Kate Harris and Simon de Carvalho, '21, on State Taxation of Cannabis
In the Weeds: State Taxation of Cannabis
The Center on Budget and Policy Priorities estimates that the COVID-19 pandemic will lead to a $500 billion collective state budgetary shortfall through fiscal 2022.1 As it stands, rainy day funds and federal aid will only cover a fraction of this gap, leaving a $360 billion target for creative state revenue generation. Some politicians previously opposed to cannabis legalization are now warming to the possibility as a means of chipping away at this funding gap.2 As a Pennsylvania state senator put it, “Everything is on the table.”
It is perhaps unsurprising that states facing budgetary shortfalls are weighing the possibility of recreational cannabis taxation as a revenue source. Most, if not all, of the 11 states that legalized cannabis in the last decade cited revenue as a leading factor supporting legalization. Maybe more surprising, however, is the degree to which states vary in how they tax marijuana — from the type of tax levied, to the timing of the tax in the supply chain, to the ultimate rate borne by consumers. Eight years of state experimentation have yielded no uniform approach to cannabis taxation, nor a settled understanding of its optimal design. The same is true of how states choose to allocate the resulting revenues.

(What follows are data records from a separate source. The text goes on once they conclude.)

//! Coupon Records

use std::{fmt, num::TryFromIntError, str::FromStr};

use flames::prelude::{Coupon, CouponKind};
use jiff::Timestamp;
use rust_decimal::{Decimal, prelude::ToPrimitive};
use rusty_money::{Money, iso::Currency};
use thiserror::Error;

use crate::uuids::TypedUuid;

/// Coupon UUID
pub type CouponUuid = TypedUuid<CouponRecord>;

/// How a coupon's value is applied.
#[derive(Debug, Clone, Copy, PartialEq, Eq)]
pub enum CouponType {
    /// `value` is percentage points and may be fractional.
    Percent,

    /// `value` is a whole amount in minor units.
    Flat,
}

impl CouponType {
    #[must_use]
    pub const fn as_str(self) -> &'static str {
        match self {
            Self::Percent => "percent",
            Self::Flat => "flat",
        }
    }

    /// Whether `value` is a valid value for this kind of coupon.
    #[must_use]
    pub fn accepts(self, value: Decimal) -> bool {
        value >= Decimal::ZERO && (self == Self::Percent || value.fract().is_zero())
    }
}

impl fmt::Display for CouponType {
    fn fmt(&self, f: &mut fmt::Formatter<'_>) -> fmt::Result {
        f.write_str(self.as_str())
    }
}

#[derive(Debug, Error, PartialEq, Eq)]
#[error("unknown coupon type: {0}")]
pub struct UnknownCouponType(pub String);

impl FromStr for CouponType {
    type Err = UnknownCouponType;

    fn from_str(value: &str) -> Result<Self, Self::Err> {
        match value {
            "percent" => Ok(Self::Percent),
            "flat" => Ok(Self::Flat),
            other => Err(UnknownCouponType(other.to_string())),
        }
    }
}

#[derive(Debug, Error, PartialEq, Eq)]
pub enum CouponConversionError {
    #[error("coupon amount out of range")]
    OutOfRange(#[from] TryFromIntError),

    #[error("flat coupon value is not a whole amount: {0}")]
    FractionalAmount(Decimal),
}

/// Coupon Record
#[derive(Debug, Clone, PartialEq)]
pub struct CouponRecord {
    pub uuid: CouponUuid,

    /// Canonical upper-case code.
    pub code: String,

    pub kind: CouponType,
    pub value: Decimal,

    /// Minimum order subtotal in minor units.
    pub min_order: u64,

    pub active: bool,
    pub expires_at: Option<Timestamp>,
    pub created_at: Timestamp,
}

impl CouponRecord {
    /// Whether the coupon is active and unexpired at `point_in_time`.
    #[must_use]
    pub fn is_redeemable(&self, point_in_time: Timestamp) -> bool {
        self.active
            && self
                .expires_at
                .is_none_or(|expires_at| expires_at > point_in_time)
    }

    /// Checkout view of the coupon. Expired coupons come back inactive.
    ///
    /// # Errors
    ///
    /// Returns an error if the stored value does not fit the checkout representation.
    pub fn to_coupon<'a>(
        &self,
        currency: &'a Currency,
        point_in_time: Timestamp,
    ) -> Result<Coupon<'a>, CouponConversionError> {
        let kind = match self.kind {
            CouponType::Percent => CouponKind::Percent(self.value),
            CouponType::Flat => {
                let minor = self
                    .value
                    .fract()
                    .is_zero()
                    .then(|| self.value.to_i64())
                    .flatten()
                    .ok_or(CouponConversionError::FractionalAmount(self.value))?;

                CouponKind::Flat(Money::from_minor(minor, currency))
            }
        };

        Ok(Coupon {
            code: self.code.clone(),
            kind,
            min_order: Money::from_minor(i64::try_from(self.min_order)?, currency),
            active: self.is_redeemable(point_in_time),
        })
    }
}

#[cfg(test)]
mod tests {
    use jiff::ToSpan;
    use rusty_money::iso::INR;
    use testresult::TestResult;

    use super::*;

    fn record(kind: CouponType, value: Decimal) -> CouponRecord {
        CouponRecord {
            uuid: CouponUuid::new(),
            code: "SAVE10".to_string(),
            kind,
            value,
            min_order: 100_000,
            active: true,
            expires_at: None,
            created_at: Timestamp::UNIX_EPOCH,
        }
    }

    #[test]
    fn coupon_type_round_trips_through_storage_name() -> TestResult {
        assert_eq!("percent".parse::<CouponType>()?, CouponType::Percent);
        assert_eq!(CouponType::Flat.to_string(), "flat");
        assert!("bogo".parse::<CouponType>().is_err());

        Ok(())
    }

    #[test]
    fn to_coupon_converts_percent_and_threshold() -> TestResult {
        let coupon = record(CouponType::Percent, Decimal::TEN).to_coupon(INR, Timestamp::now())?;

        assert_eq!(coupon.kind, CouponKind::Percent(Decimal::TEN));
        assert_eq!(coupon.min_order, Money::from_minor(100_000, INR));
        assert!(coupon.active);

        Ok(())
    }

    #[test]
    fn expired_coupon_converts_inactive() -> TestResult {
        let now = Timestamp::now();
        let mut expired = record(CouponType::Flat, Decimal::from(20_000));
        expired.expires_at = Some(now.checked_sub(1.hour())?);

        let coupon = expired.to_coupon(INR, now)?;

        assert_eq!(coupon.kind, CouponKind::Flat(Money::from_minor(20_000, INR)));
        assert!(!coupon.active);

        Ok(())
    }

    #[test]
    fn fractional_percent_converts_unchanged() -> TestResult {
        let coupon =
            record(CouponType::Percent, Decimal::new(750, 2)).to_coupon(INR, Timestamp::now())?;

        assert_eq!(coupon.kind, CouponKind::Percent(Decimal::new(75, 1)));

        Ok(())
    }

    #[test]
    fn fractional_flat_amount_fails_conversion() {
        let result = record(CouponType::Flat, Decimal::new(105, 1)).to_coupon(INR, Timestamp::now());

        assert_eq!(
            result,
            Err(CouponConversionError::FractionalAmount(Decimal::new(105, 1)))
        );
    }

    #[test]
    fn coupon_type_accepts_values() {
        assert!(CouponType::Percent.accepts(Decimal::new(75, 1)));
        assert!(CouponType::Flat.accepts(Decimal::from(20_000)));
        assert!(!CouponType::Flat.accepts(Decimal::new(205, 1)));
        assert!(!CouponType::Percent.accepts(Decimal::NEGATIVE_ONE));
    }
}
//! Orders
//!
//! Checkout prices the requested items with the `flames` calculator against live catalog and
//! coupon data, then stores the order with a snapshot of every line.

mod checkout;
pub mod data;
pub mod errors;
pub mod records;
pub(crate) mod repository;
pub mod service;

pub use errors::OrdersServiceError;
pub use service::*;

What can these eight years of lessons teach us about the viability of marijuana legalization and taxation as a means to addressing COVID-related budget shortfalls? Our analysis proceeds in three parts. Part I describes existing state cannabis taxation schemes, comparing the ways in which state legislators sold cannabis legalization to the voting public with the reality of how cannabis is now sold to the buying public. Part II attempts to define an optimal cannabis tax rate, considering two competing definitions between which states must choose: a revenue-maximizing rate, and a socially optimal rate that minimizes the externalities associated with cannabis use. Finally, Part III discusses both how a cannabis tax should be administered and how the proceeds should be spent. We conclude that, while cannabis is unlikely to be the revenue boon that legalization proponents once touted it to be, states can maximize its impact by implementing a price-based tax regime and allocating revenues between targeted funds and the localities in which sales are made.